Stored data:
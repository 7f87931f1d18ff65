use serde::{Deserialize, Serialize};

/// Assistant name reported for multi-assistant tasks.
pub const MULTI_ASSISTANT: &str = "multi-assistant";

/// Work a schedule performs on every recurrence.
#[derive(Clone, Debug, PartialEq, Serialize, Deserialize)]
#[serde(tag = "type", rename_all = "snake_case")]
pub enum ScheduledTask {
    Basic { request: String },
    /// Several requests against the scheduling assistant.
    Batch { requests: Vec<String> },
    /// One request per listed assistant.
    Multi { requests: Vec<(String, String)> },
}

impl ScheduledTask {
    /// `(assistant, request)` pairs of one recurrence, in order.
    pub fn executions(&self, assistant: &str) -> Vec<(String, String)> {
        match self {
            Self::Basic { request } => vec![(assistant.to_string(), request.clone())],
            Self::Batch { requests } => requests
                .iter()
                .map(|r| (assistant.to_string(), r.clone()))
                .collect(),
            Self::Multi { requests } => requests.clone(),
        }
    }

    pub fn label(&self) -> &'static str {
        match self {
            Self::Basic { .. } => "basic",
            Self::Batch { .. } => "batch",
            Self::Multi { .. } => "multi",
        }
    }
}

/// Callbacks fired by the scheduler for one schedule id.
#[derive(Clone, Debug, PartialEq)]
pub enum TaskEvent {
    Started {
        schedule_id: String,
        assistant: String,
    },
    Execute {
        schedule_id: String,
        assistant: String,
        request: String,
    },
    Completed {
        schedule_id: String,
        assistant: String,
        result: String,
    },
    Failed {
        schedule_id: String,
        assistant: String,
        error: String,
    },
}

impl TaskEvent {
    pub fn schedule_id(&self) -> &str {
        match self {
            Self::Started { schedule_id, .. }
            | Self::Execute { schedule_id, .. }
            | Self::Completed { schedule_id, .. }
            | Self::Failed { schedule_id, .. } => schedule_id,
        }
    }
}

==

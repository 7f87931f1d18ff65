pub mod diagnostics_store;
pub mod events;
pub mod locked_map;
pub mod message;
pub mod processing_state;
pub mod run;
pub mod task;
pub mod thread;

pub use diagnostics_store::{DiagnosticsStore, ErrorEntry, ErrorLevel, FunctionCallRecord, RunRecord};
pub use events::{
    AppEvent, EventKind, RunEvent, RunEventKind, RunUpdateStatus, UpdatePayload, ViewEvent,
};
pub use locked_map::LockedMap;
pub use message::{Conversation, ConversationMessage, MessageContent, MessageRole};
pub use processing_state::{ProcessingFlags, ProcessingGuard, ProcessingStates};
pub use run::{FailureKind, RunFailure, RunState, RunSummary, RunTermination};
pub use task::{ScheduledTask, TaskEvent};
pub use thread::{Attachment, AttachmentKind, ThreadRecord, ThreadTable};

WHAT IS NEEDED
Pick out and copy the lines of the entries that hold the string "ScheduledTask".

TASK ANSWER
pub enum ScheduledTask {
impl ScheduledTask {
pub use task::{ScheduledTask, TaskEvent};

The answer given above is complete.